CVE Vulnerabilities

CVE-2021-0246

Incorrect Default Permissions

Published: Apr 22, 2021 | Modified: Apr 27, 2021
CVSS 3.x
N/A
Source:
NVD
CVSS 2.x
4.6 MEDIUM
AV:L/AC:L/Au:N/C:P/I:P/A:P
RedHat/V2
RedHat/V3
Ubuntu

On SRX1500, SRX4100, SRX4200, SRX4600, SRX5000 Series with SPC2/SPC3, devices using tenant services on Juniper Networks Junos OS, due to incorrect default permissions assigned to tenant system administrators a tenant system administrator may inadvertently send their network traffic to one or more tenants while concurrently modifying the overall device system traffic management, affecting all tenants and the service provider. Further, a tenant may inadvertently receive traffic from another tenant.
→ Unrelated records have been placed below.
use thiserror::Error;

/// Internal failure surface for one sub-agent invocation. Per spec §7
/// these never escape as raised exceptions to the parent turn — they are
/// mapped into a `SubagentResult` with `status=Error` instead.
#[derive(Debug, Error)]
pub enum SubagentError {
    #[error("sub-agent turn failed: {0}")]
    TurnFailed(String),
}
use serde::{Deserialize, Serialize};

use crate::error::ErrorReason;
use crate::tool::ToolCall;

/// Role of a message within a conversation (spec §3).
#[derive(Debug, Clone, Copy, PartialEq, Eq, Serialize, Deserialize)]
#[serde(rename_all = "snake_case")]
pub enum MessageRole {
    System,
    User,
    Assistant,
    Tool,
}

/// One part of a multi-part message body: either plain text or an
/// embedded image.
#[derive(Debug, Clone, PartialEq, Serialize, Deserialize)]
#[serde(tag = "type", rename_all = "snake_case")]
pub enum ContentPart {
    Text { text: String },
    Image { data: String, mime_type: String, alt_text: Option<String> },
}

/// Body of a message: a plain string, absent (`null`), or an ordered list
/// of parts (spec §3 — needed once image attachments interleave with
/// text at specific token positions).
#[derive(Debug, Clone, PartialEq, Serialize, Deserialize)]
#[serde(untagged)]
pub enum MessageContent {
    Text(String),
    Parts(Vec<ContentPart>),
    Null,
}

impl MessageContent {
    /// Best-effort flattening to a single string, used for logging and for
    /// providers that only accept a plain string body.
    pub fn as_text(&self) -> String {
        match self {
            MessageContent::Text(s) => s.clone(),
            MessageContent::Null => String::new(),
            MessageContent::Parts(parts) => parts
                .iter()
                .filter_map(|p| match p {
                    ContentPart::Text { text } => Some(text.as_str()),
                    ContentPart::Image { .. } => None,
                })
                .collect::<Vec<_>>()
                .join(""),
        }
    }

    pub fn is_null(&self) -> bool {
        matches!(self, MessageContent::Null)
    }
}

/// Outcome of an executed tool call, as recorded on a tool message.
#[derive(Debug, Clone, Copy, PartialEq, Eq, Serialize, Deserialize)]
#[serde(rename_all = "snake_case")]
pub enum ToolMessageStatus {
    Success,
    Error,
}

/// Structured metadata carried on a tool message (spec §3).
#[derive(Debug, Clone, Default, PartialEq, Serialize, Deserialize)]
pub struct ToolMessageMetadata {
    #[serde(default, skip_serializing_if = "Option::is_none")]
    pub error_reason: Option<ErrorReason>,
}

/// A single persisted entry in a conversation's message log.
///
/// Append-only within a conversation (invariant 1, spec §3): nothing in
/// this crate mutates a `Message` once it has been appended to a
/// `MemoryStore` — callers construct a fresh value instead.
#[derive(Debug, Clone, PartialEq, Serialize, Deserialize)]
pub struct Message {
    pub id: String,
    pub role: MessageRole,
    pub content: MessageContent,
    pub timestamp: chrono::DateTime<chrono::Utc>,

    /// Present only on assistant messages that proposed tool calls.
    #[serde(default, skip_serializing_if = "Option::is_none")]
    pub tool_calls: Option<Vec<ToolCall>>,

    /// Present only on tool messages.
    #[serde(default, skip_serializing_if = "Option::is_none")]
    pub tool_call_id: Option<String>,
    #[serde(default, skip_serializing_if = "Option::is_none")]
    pub name: Option<String>,
    #[serde(default, skip_serializing_if = "Option::is_none")]
    pub status: Option<ToolMessageStatus>,
    #[serde(default, skip_serializing_if = "Option::is_none")]
    pub duration_ms: Option<u64>,
    #[serde(default, skip_serializing_if = "Option::is_none")]
    pub metadata: Option<ToolMessageMetadata>,
}

impl Message {
    pub fn system(text: impl Into<String>) -> Self {
        Self {
            id: crate::new_id(),
            role: MessageRole::System,
            content: MessageContent::Text(text.into()),
            timestamp: chrono::Utc::now(),
            tool_calls: None,
            tool_call_id: None,
            name: None,
            status: None,
            duration_ms: None,
            metadata: None,
        }
    }

    pub fn user(text: impl Into<String>) -> Self {
        Self {
            id: crate::new_id(),
            role: MessageRole::User,
            content: MessageContent::Text(text.into()),
            timestamp: chrono::Utc::now(),
            tool_calls: None,
            tool_call_id: None,
            name: None,
            status: None,
            duration_ms: None,
            metadata: None,
        }
    }

    pub fn user_with_content(content: MessageContent) -> Self {
        Self {
            id: crate::new_id(),
            role: MessageRole::User,
            content,
            timestamp: chrono::Utc::now(),
            tool_calls: None,
            tool_call_id: None,
            name: None,
            status: None,
            duration_ms: None,
            metadata: None,
        }
    }

    pub fn assistant(id: impl Into<String>, content: MessageContent) -> Self {
        Self {
            id: id.into(),
            role: MessageRole::Assistant,
            content,
            timestamp: chrono::Utc::now(),
            tool_calls: None,
            tool_call_id: None,
            name: None,
            status: None,
            duration_ms: None,
            metadata: None,
        }
    }

    pub fn assistant_with_tool_calls(
        id: impl Into<String>,
        content: MessageContent,
        tool_calls: Vec<ToolCall>,
    ) -> Self {
        let mut msg = Self::assistant(id, content);
        msg.tool_calls = Some(tool_calls);
        msg
    }

    #[allow(clippy::too_many_arguments)]
    pub fn tool_result(
        tool_call_id: impl Into<String>,
        name: impl Into<String>,
        content: MessageContent,
        status: ToolMessageStatus,
        duration_ms: u64,
        error_reason: Option<ErrorReason>,
    ) -> Self {
        Self {
            id: crate::new_id(),
            role: MessageRole::Tool,
            content,
            timestamp: chrono::Utc::now(),
            tool_calls: None,
            tool_call_id: Some(tool_call_id.into()),
            name: Some(name.into()),
            status: Some(status),
            duration_ms: Some(duration_ms),
            metadata: error_reason.map(|error_reason| ToolMessageMetadata {
                error_reason: Some(error_reason),
            }),
        }
    }
}

/// One image attachment supplied alongside a user's text, optionally
/// anchored to a `token` substring marking its desired position (spec
/// §4.2, step 3).
#[derive(Debug, Clone, PartialEq, Serialize, Deserialize)]
pub struct Attachment {
    pub data: String,
    pub mime_type: String,
    #[serde(default)]
    pub alt_text: Option<String>,
    #[serde(default)]
    pub token: Option<String>,
    #[serde(default)]
    pub source: Option<String>,
    #[serde(default)]
    pub name: Option<String>,
}

/// Input to `Orchestrator::send`: either a bare string or a structured
/// payload carrying a display variant and attachments.
#[derive(Debug, Clone, PartialEq, Serialize, Deserialize)]
#[serde(untagged)]
pub enum UserPayload {
    Text(String),
    Structured {
        text: String,
        #[serde(default)]
        display_text: Option<String>,
        #[serde(default)]
        attachments: Vec<Attachment>,
    },
}

impl UserPayload {
    pub fn text(&self) -> &str {
        match self {
            UserPayload::Text(t) => t,
            UserPayload::Structured { text, .. } => text,
        }
    }

    pub fn display_text(&self) -> &str {
        match self {
            UserPayload::Text(t) => t,
            UserPayload::Structured { text, display_text, .. } => {
                display_text.as_deref().unwrap_or(text)
            }
        }
    }

    pub fn attachments(&self) -> &[Attachment] {
        match self {
            UserPayload::Text(_) => &[],
            UserPayload::Structured { attachments, .. } => attachments,
        }
    }
}

impl From<&str> for UserPayload {
    fn from(value: &str) -> Self {
        UserPayload::Text(value.to_string())
    }
}

impl From<String> for UserPayload {
    fn from(value: String) -> Self {
        UserPayload::Text(value)
    }
}

#[cfg(test)]
mod tests {
    use super::*;

    #[test]
    fn flattens_text_parts_and_skips_images() {
        let content = MessageContent::Parts(vec![
            ContentPart::Text { text: "before ".into() },
            ContentPart::Image {
                data: "base64==".into(),
                mime_type: "image/png".into(),
                alt_text: None,
            },
            ContentPart::Text { text: "after".into() },
        ]);
        assert_eq!(content.as_text(), "before after");
    }

    #[test]
    fn structured_payload_prefers_display_text() {
        let payload = UserPayload::Structured {
            text: "raw".into(),
            display_text: Some("pretty".into()),
            attachments: vec![],
        };
        assert_eq!(payload.text(), "raw");
        assert_eq!(payload.display_text(), "pretty");
    }

    #[test]
    fn message_round_trips_through_json() {
        let msg = Message::user("hello");
        let json = serde_json::to_string(&msg).unwrap();
        let back: Message = serde_json::from_str(&json).unwrap();
        assert_eq!(msg, back);
    }
}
This issue affects: Juniper Networks Junos OS 18.3 version 18.3R1 and later versions on SRX1500, SRX4100, SRX4200, SRX4600, SRX5000 Series with SPC2; 18.3 versions prior to 18.3R3 on SRX1500, SRX4100, SRX4200, SRX4600, SRX5000 Series with SPC2; 18.4 versions prior to 18.4R2 on SRX1500, SRX4100, SRX4200, SRX4600, SRX5000 Series with SPC2/SPC3; 19.1 versions prior to 19.1R2 on SRX1500, SRX4100, SRX4200, SRX4600, SRX5000 Series with SPC2/SPC3. This issue does not affect: Juniper Networks Junos OS versions prior to 18.3R1.

Weakness

During installation, installed file permissions are set to allow anyone to modify those files.

Affected Software

Name Vendor Start Version End Version
Junos Juniper 18.3 (including) 18.3 (including)
Junos Juniper 18.3-r1 (including) 18.3-r1 (including)
Junos Juniper 18.3-r1-s1 (including) 18.3-r1-s1 (including)
Junos Juniper 18.3-r1-s2 (including) 18.3-r1-s2 (including)
Junos Juniper 18.3-r1-s3 (including) 18.3-r1-s3 (including)
Junos Juniper 18.3-r1-s4 (including) 18.3-r1-s4 (including)
Junos Juniper 18.3-r1-s5 (including) 18.3-r1-s5 (including)
Junos Juniper 18.3-r1-s6 (including) 18.3-r1-s6 (including)
Junos Juniper 18.3-r2 (including) 18.3-r2 (including)
Junos Juniper 18.3-r2-s1 (including) 18.3-r2-s1 (including)
Junos Juniper 18.3-r2-s2 (including) 18.3-r2-s2 (including)
Junos Juniper 18.3-r2-s3 (including) 18.3-r2-s3 (including)
Junos Juniper 18.3-r2-s4 (including) 18.3-r2-s4 (including)
Junos Juniper 18.4 (including) 18.4 (including)
Junos Juniper 18.4-r1 (including) 18.4-r1 (including)
Junos Juniper 18.4-r1-s1 (including) 18.4-r1-s1 (including)
Junos Juniper 18.4-r1-s2 (including) 18.4-r1-s2 (including)
Junos Juniper 18.4-r1-s3 (including) 18.4-r1-s3 (including)
Junos Juniper 18.4-r1-s4 (including) 18.4-r1-s4 (including)
Junos Juniper 18.4-r1-s5 (including) 18.4-r1-s5 (including)
Junos Juniper 18.4-r1-s6 (including) 18.4-r1-s6 (including)
Junos Juniper 18.4-r1-s7 (including) 18.4-r1-s7 (including)
Junos Juniper 19.1 (including) 19.1 (including)
Junos Juniper 19.1-r1 (including) 19.1-r1 (including)
Junos Juniper 19.1-r1-s1 (including) 19.1-r1-s1 (including)
Junos Juniper 19.1-r1-s2 (including) 19.1-r1-s2 (including)
Junos Juniper 19.1-r1-s3 (including) 19.1-r1-s3 (including)
Junos Juniper 19.1-r1-s4 (including) 19.1-r1-s4 (including)
Junos Juniper 19.1-r1-s5 (including) 19.1-r1-s5 (including)

Potential Mitigations

  • Compartmentalize the system to have “safe” areas where trust boundaries can be unambiguously drawn. Do not allow sensitive data to go outside of the trust boundary and always be careful when interfacing with a compartment outside of the safe area.
  • Ensure that appropriate compartmentalization is built into the system design, and the compartmentalization allows for and reinforces privilege separation functionality. Architects and designers should rely on the principle of least privilege to decide the appropriate time to use privileges and the time to drop privileges.